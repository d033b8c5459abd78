//! Dataset shape normalization.
//!
//! A [`VolumeShape`] splits the backing source's full shape into the real
//! dimensions addressed by accesses and trailing size-1 padding dimensions.
//! The last real dimension is the unit axis: the granularity at which
//! coverage and range are tracked independently (volume index for 4D data,
//! slice index for 3D, vector index for 2D).

use super::error::AccessError;
use super::slice::{IndexRange, SliceRegion};

/// Real dimensions are kept at a minimum of this many axes before trailing
/// size-1 axes count as padding.
const MIN_REAL_DIMS: usize = 3;

/// Normalized dataset shape: spatial dimensions, unit axis and padding.
#[derive(Debug, Clone, PartialEq, Eq)]
pub struct VolumeShape {
    full: Vec<usize>,
    real: usize,
}

impl VolumeShape {
    /// Normalize a raw source shape.
    ///
    /// Trailing size-1 axes collapse into padding, but at least
    /// `min(ndim, 3)` real dimensions are kept. Returns an error for an
    /// empty shape or any zero extent.
    pub fn new(shape: &[usize]) -> Result<Self, AccessError> {
        if shape.is_empty() || shape.iter().any(|&e| e == 0) {
            return Err(AccessError::EmptyShape(shape.to_vec()));
        }
        let mut real = shape.len();
        while real > MIN_REAL_DIMS && shape[real - 1] == 1 {
            real -= 1;
        }
        Ok(Self {
            full: shape.to_vec(),
            real,
        })
    }

    /// The source's full shape, padding included.
    pub fn full_shape(&self) -> &[usize] {
        &self.full
    }

    /// Number of real (non-padding) dimensions, unit axis included.
    pub fn ndim_real(&self) -> usize {
        self.real
    }

    /// Number of spatial dimensions (real dimensions minus the unit axis).
    pub fn spatial_dims(&self) -> usize {
        self.real - 1
    }

    /// Extents of the spatial dimensions.
    pub fn spatial_extents(&self) -> &[usize] {
        &self.full[..self.spatial_dims()]
    }

    /// Number of units along the unit axis.
    pub fn units(&self) -> usize {
        self.full[self.spatial_dims()]
    }

    /// Number of trailing padding dimensions (always size 1, always covered).
    pub fn padding(&self) -> usize {
        self.full.len() - self.real
    }

    /// The whole spatial footprint as per-dimension ranges.
    pub fn full_spatial_region(&self) -> Vec<IndexRange> {
        self.spatial_extents()
            .iter()
            .map(|&e| IndexRange::new(0, e))
            .collect()
    }

    /// Translate spatial extents plus a unit range into index ranges over
    /// the source's full shape, appending `0..1` for each padding axis.
    pub fn full_ranges(&self, spatial: &[IndexRange], units: IndexRange) -> Vec<IndexRange> {
        debug_assert_eq!(spatial.len(), self.spatial_dims());
        let mut ranges = Vec::with_capacity(self.full.len());
        ranges.extend_from_slice(spatial);
        ranges.push(units);
        ranges.extend(std::iter::repeat(IndexRange::new(0, 1)).take(self.padding()));
        ranges
    }

    /// Inverse of [`VolumeShape::full_ranges`]: strip padding axes and
    /// split the unit range back out of full-shape index ranges.
    pub fn region_from_ranges(&self, ranges: &[IndexRange]) -> SliceRegion {
        debug_assert_eq!(ranges.len(), self.full.len());
        SliceRegion::new(
            ranges[..self.spatial_dims()].to_vec(),
            ranges[self.spatial_dims()],
        )
    }
}

#[cfg(test)]
mod tests {
    use super::*;

    fn r(start: usize, end: usize) -> IndexRange {
        IndexRange::new(start, end)
    }

    #[test]
    fn test_cube_treats_last_axis_as_units() {
        let shape = VolumeShape::new(&[10, 10, 10]).unwrap();
        assert_eq!(shape.ndim_real(), 3);
        assert_eq!(shape.spatial_dims(), 2);
        assert_eq!(shape.spatial_extents(), &[10, 10]);
        assert_eq!(shape.units(), 10);
        assert_eq!(shape.padding(), 0);
    }

    #[test]
    fn test_four_dimensional_volumes() {
        let shape = VolumeShape::new(&[5, 5, 5, 3]).unwrap();
        assert_eq!(shape.spatial_dims(), 3);
        assert_eq!(shape.units(), 3);
        assert_eq!(shape.padding(), 0);
    }

    #[test]
    fn test_trailing_singletons_collapse_to_padding() {
        let shape = VolumeShape::new(&[10, 10, 10, 1, 1]).unwrap();
        assert_eq!(shape.ndim_real(), 3);
        assert_eq!(shape.spatial_dims(), 2);
        assert_eq!(shape.units(), 10);
        assert_eq!(shape.padding(), 2);
    }

    #[test]
    fn test_minimum_three_real_dims_kept() {
        // The trailing 1 stays real: we never collapse below three axes.
        let shape = VolumeShape::new(&[10, 10, 1]).unwrap();
        assert_eq!(shape.ndim_real(), 3);
        assert_eq!(shape.units(), 1);
        assert_eq!(shape.padding(), 0);
    }

    #[test]
    fn test_two_dimensional_per_vector() {
        let shape = VolumeShape::new(&[8, 6]).unwrap();
        assert_eq!(shape.ndim_real(), 2);
        assert_eq!(shape.spatial_dims(), 1);
        assert_eq!(shape.spatial_extents(), &[8]);
        assert_eq!(shape.units(), 6);
    }

    #[test]
    fn test_empty_and_zero_shapes_rejected() {
        assert!(matches!(
            VolumeShape::new(&[]),
            Err(AccessError::EmptyShape(_))
        ));
        assert!(matches!(
            VolumeShape::new(&[4, 0, 2]),
            Err(AccessError::EmptyShape(_))
        ));
    }

    #[test]
    fn test_full_ranges_appends_padding() {
        let shape = VolumeShape::new(&[10, 12, 4, 1]).unwrap();
        let ranges = shape.full_ranges(
            &[IndexRange::new(2, 5), IndexRange::new(0, 12)],
            IndexRange::new(1, 2),
        );
        assert_eq!(
            ranges,
            vec![
                IndexRange::new(2, 5),
                IndexRange::new(0, 12),
                IndexRange::new(1, 2),
                IndexRange::new(0, 1),
            ]
        );
    }

    #[test]
    fn test_region_round_trips_through_full_ranges() {
        let shape = VolumeShape::new(&[10, 12, 4, 1]).unwrap();
        let spatial = vec![r(2, 5), r(0, 12)];
        let units = r(1, 2);
        let full = shape.full_ranges(&spatial, units);
        let region = shape.region_from_ranges(&full);
        assert_eq!(region.spatial, spatial);
        assert_eq!(region.units, units);
    }

    #[test]
    fn test_full_spatial_region() {
        let shape = VolumeShape::new(&[10, 12, 4]).unwrap();
        assert_eq!(
            shape.full_spatial_region(),
            vec![IndexRange::new(0, 10), IndexRange::new(0, 12)]
        );
    }
}
//! Range aggregation.
//!
//! The aggregator executes a list of planned expansions: it reads each
//! expansion from the backing source, folds the finite min/max of the fresh
//! data into the per-unit running range, grows the unit's coverage, and
//! finally recomputes the aggregate range and the covered flag. It is the
//! only code that mutates the coverage store.

use ndarray::Axis;
use tracing::{debug, warn};

use crate::coverage::{CoverageStore, DataRange};
use crate::planner::Expansion;
use crate::region::expand_to_include;
use crate::source::{DtypeKind, SourceError, VolumeSource};

/// What one aggregation pass did.
#[derive(Debug, Default)]
pub struct ApplyOutcome {
    /// True when the aggregate range moved beyond the float tolerance.
    pub changed: bool,
    /// The source failure that aborted the pass, if any. A failed pass
    /// leaves the store exactly as it was.
    pub error: Option<SourceError>,
}

/// Execute `expansions` against `source`, folding results into `store`.
///
/// The pass is all-or-nothing: every expansion is read before anything is
/// folded, and a failed read aborts the pass with the store untouched. The
/// planned expansions jointly tile the grown coverage rectangle, so
/// applying only part of them would mark never-read filler regions
/// covered. A failed pass leaves coverage conservatively unknown; the next
/// access simply plans again. Malformed (empty) expansions are a
/// programmer error, asserted in debug builds and skipped in release
/// builds.
pub fn apply_expansions<S: VolumeSource>(
    store: &mut CoverageStore,
    expansions: &[Expansion],
    source: &S,
) -> ApplyOutcome {
    let mut outcome = ApplyOutcome::default();
    let dtype = source.dtype();
    let unit_axis = Axis(store.shape().spatial_dims());

    // Read phase. One read per expansion, all of its units at once: this
    // is what collapsing adjacent-unit expansions buys us when the source
    // charges a fixed cost per call.
    let mut blocks = Vec::with_capacity(expansions.len());
    for expansion in expansions {
        debug_assert!(!expansion.is_empty(), "empty expansion reached aggregator");
        if expansion.is_empty() {
            continue;
        }
        let region = store.shape().full_ranges(&expansion.spatial, expansion.units);
        match source.read_region(&region) {
            Ok(data) => blocks.push((expansion, data)),
            Err(error) => {
                warn!(
                    units = %expansion.units,
                    error = %error,
                    "expansion read failed; pass aborted, coverage unchanged"
                );
                outcome.error = Some(error);
                return outcome;
            }
        }
    }

    // Fold phase. All reads succeeded; store mutation cannot half-apply.
    for (expansion, data) in blocks {
        for (offset, unit) in expansion.units.iter().enumerate() {
            let unit_data = data.index_axis(unit_axis, offset);
            if let Some(fresh) = finite_range(unit_data.iter().copied(), dtype) {
                let folded = match store.unit_range(unit) {
                    Some(existing) => existing.union(fresh),
                    None => fresh,
                };
                store.set_unit_range(unit, folded);
            }
            // No finite values is still valid, fully-scanned information:
            // coverage grows either way.
            let grown = expand_to_include(store.unit_coverage_ref(unit), &expansion.spatial);
            store.set_unit_coverage(unit, grown);
        }
    }

    outcome.changed = store.recompute_aggregate();
    store.recompute_covered();
    debug!(
        changed = outcome.changed,
        covered = store.covered(),
        aggregate = ?store.aggregate(),
        "aggregation pass complete"
    );
    outcome
}

/// The finite `(min, max)` of a freshly-read block, or `None` when it holds
/// no finite values at all.
///
/// Integer-kind sources cannot contain NaN/Inf, so the screen is skipped.
fn finite_range(values: impl Iterator<Item = f64>, dtype: DtypeKind) -> Option<DataRange> {
    let mut range: Option<DataRange> = None;
    let screen = dtype.may_contain_non_finite();
    for value in values {
        if screen && !value.is_finite() {
            continue;
        }
        match range.as_mut() {
            Some(range) => range.include(value),
            None => range = Some(DataRange::point(value)),
        }
    }
    range
}
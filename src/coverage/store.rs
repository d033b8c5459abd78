//! Per-unit coverage and range storage.
//!
//! The store owns, for every unit along the unit axis, the rectilinear
//! region already scanned for min/max purposes and the running `(min, max)`
//! over that region. `None` encodes "nothing known yet" on both sides.
//! Coverage only grows, except through [`CoverageStore::invalidate_units`]
//! after a write that overlaps existing coverage.

use tracing::debug;

use super::range::{approx_eq_opt, DataRange};
use crate::region::{classify_unit, contains, IndexRange, Overlap, SliceRegion, VolumeShape};

/// Coverage, per-unit ranges and the aggregate range for one dataset.
#[derive(Debug)]
pub struct CoverageStore {
    shape: VolumeShape,
    /// Scanned region per unit, `None` until the unit is first touched.
    coverage: Vec<Option<Vec<IndexRange>>>,
    /// Known `(min, max)` per unit. `Some` implies non-empty coverage;
    /// the converse does not hold (a scanned region may hold no finite
    /// values at all).
    ranges: Vec<Option<DataRange>>,
    /// Externally supplied seed range. Never shrunk by computation: the
    /// stored aggregate is always `union(hint, computed so far)`.
    hint: Option<DataRange>,
    aggregate: Option<DataRange>,
    covered: bool,
}

impl CoverageStore {
    /// Allocate an all-unknown store for a freshly attached dataset.
    pub fn new(shape: VolumeShape, hint: Option<DataRange>) -> Self {
        let units = shape.units();
        Self {
            shape,
            coverage: vec![None; units],
            ranges: vec![None; units],
            hint,
            aggregate: hint,
            covered: false,
        }
    }

    /// Drop all coverage knowledge and reseed the aggregate with `hint`.
    pub fn reset(&mut self, hint: Option<DataRange>) {
        debug!(units = self.shape.units(), ?hint, "coverage store reset");
        self.coverage.fill(None);
        self.ranges.fill(None);
        self.hint = hint;
        self.aggregate = hint;
        self.covered = false;
    }

    /// The normalized dataset shape this store tracks.
    pub fn shape(&self) -> &VolumeShape {
        &self.shape
    }

    /// A copy of one unit's coverage. Callers cannot mutate the store
    /// through the returned value.
    pub fn unit_coverage(&self, unit: usize) -> Option<Vec<IndexRange>> {
        self.coverage.get(unit).cloned().flatten()
    }

    pub(crate) fn unit_coverage_ref(&self, unit: usize) -> Option<&[IndexRange]> {
        self.coverage.get(unit).and_then(|c| c.as_deref())
    }

    /// One unit's known `(min, max)`, if any finite value has been seen.
    pub fn unit_range(&self, unit: usize) -> Option<DataRange> {
        self.ranges.get(unit).copied().flatten()
    }

    /// Replace one unit's coverage. Aggregator use only.
    pub(crate) fn set_unit_coverage(&mut self, unit: usize, coverage: Vec<IndexRange>) {
        debug_assert_eq!(coverage.len(), self.shape.spatial_dims());
        self.coverage[unit] = Some(coverage);
    }

    /// Replace one unit's range. Aggregator use only.
    pub(crate) fn set_unit_range(&mut self, unit: usize, range: DataRange) {
        self.ranges[unit] = Some(range);
    }

    /// Forget coverage and range for every unit in the half-open range.
    /// Used when a write overlaps existing coverage.
    pub fn invalidate_units(&mut self, units: IndexRange) {
        debug!(units = %units, "invalidating unit coverage");
        for unit in units.iter() {
            if let Some(slot) = self.coverage.get_mut(unit) {
                *slot = None;
            }
            if let Some(slot) = self.ranges.get_mut(unit) {
                *slot = None;
            }
        }
        self.covered = false;
    }

    /// True once every unit's coverage spans the full spatial extent.
    pub fn covered(&self) -> bool {
        self.covered
    }

    /// O(D·U) scan refreshing the covered flag.
    pub fn recompute_covered(&mut self) {
        let full = self.shape.full_spatial_region();
        self.covered = self
            .coverage
            .iter()
            .all(|cov| matches!(cov, Some(c) if contains(c, &full)));
    }

    /// The dataset-wide range: min/max over all known unit ranges, always
    /// unioned with the reset-time hint.
    pub fn aggregate(&self) -> Option<DataRange> {
        self.aggregate
    }

    /// Recompute the aggregate from the per-unit ranges. Returns `true`
    /// when it moved beyond the float-noise tolerance.
    pub(crate) fn recompute_aggregate(&mut self) -> bool {
        let mut computed: Option<DataRange> = self.hint;
        for range in self.ranges.iter().flatten() {
            computed = Some(match computed {
                Some(agg) => agg.union(*range),
                None => *range,
            });
        }
        let changed = !approx_eq_opt(self.aggregate, computed);
        self.aggregate = computed;
        changed
    }

    /// True iff every unit touched by `region` already contains the
    /// requested spatial extent. Unknown coverage always fails.
    pub fn is_fully_covered(&self, region: &SliceRegion) -> bool {
        if region.is_empty() {
            return true;
        }
        region.units.iter().all(|unit| {
            self.unit_coverage_ref(unit)
                .is_some_and(|cov| contains(cov, &region.spatial))
        })
    }

    /// Classify a region against coverage across all units it touches.
    ///
    /// Any partially-overlapping unit makes the whole access `Partial`;
    /// otherwise all-`None` stays `None`, all-`Full` stays `Full`, and a
    /// mixture of the two is `Partial`.
    pub fn classify_overlap(&self, region: &SliceRegion) -> Overlap {
        let mut saw_none = false;
        let mut saw_full = false;
        for unit in region.units.iter() {
            match classify_unit(self.unit_coverage_ref(unit), &region.spatial) {
                Overlap::Partial => return Overlap::Partial,
                Overlap::None => saw_none = true,
                Overlap::Full => saw_full = true,
            }
        }
        match (saw_none, saw_full) {
            (true, true) => Overlap::Partial,
            (false, true) => Overlap::Full,
            _ => Overlap::None,
        }
    }
}
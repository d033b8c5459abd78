//! Tracing setup for hosts that do not bring their own subscriber.
//!
//! The engine emits structured `tracing` events throughout; library
//! consumers normally install their own subscriber. For standalone tools
//! and tests, [`init`] wires up a compact stdout layer (and optionally a
//! non-blocking file layer) filtered through `RUST_LOG` (default `info`).

use std::io;
use std::path::Path;

use tracing_appender::non_blocking::WorkerGuard;
use tracing_subscriber::layer::SubscriberExt;
use tracing_subscriber::util::SubscriberInitExt;
use tracing_subscriber::EnvFilter;

/// Keeps the file writer alive; dropping it flushes and closes the log.
pub struct LogGuard {
    _file_guard: Option<WorkerGuard>,
}

/// Install a global subscriber.
///
/// Pass a directory to also mirror events into `voxrange.log` there (the
/// directory is created if needed). Fails if a global subscriber is
/// already set.
pub fn init(log_dir: Option<&Path>) -> Result<LogGuard, io::Error> {
    let filter = EnvFilter::try_from_default_env().unwrap_or_else(|_| EnvFilter::new("info"));
    let stdout_layer = tracing_subscriber::fmt::layer().compact();

    let mut file_guard = None;
    let file_layer = match log_dir {
        Some(dir) => {
            std::fs::create_dir_all(dir)?;
            let appender = tracing_appender::rolling::never(dir, "voxrange.log");
            let (writer, guard) = tracing_appender::non_blocking(appender);
            file_guard = Some(guard);
            Some(
                tracing_subscriber::fmt::layer()
                    .with_writer(writer)
                    .with_ansi(false),
            )
        }
        None => None,
    };

    tracing_subscriber::registry()
        .with(filter)
        .with(stdout_layer)
        .with(file_layer)
        .try_init()
        .map_err(|e| io::Error::other(e.to_string()))?;

    Ok(LogGuard {
        _file_guard: file_guard,
    })
}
+++
> [Your task] Beginning with the first line of the listing above, please write out every line exactly until you reach the line that contains "count as padding.", and include that one too.

> [Output of the task]
repository d033b8c5459abd78
//! Dataset shape normalization.
//!
//! A [`VolumeShape`] splits the backing source's full shape into the real
//! dimensions addressed by accesses and trailing size-1 padding dimensions.
//! The last real dimension is the unit axis: the granularity at which
//! coverage and range are tracked independently (volume index for 4D data,
//! slice index for 3D, vector index for 2D).

use super::error::AccessError;
use super::slice::{IndexRange, SliceRegion};

/// Real dimensions are kept at a minimum of this many axes before trailing
/// size-1 axes count as padding.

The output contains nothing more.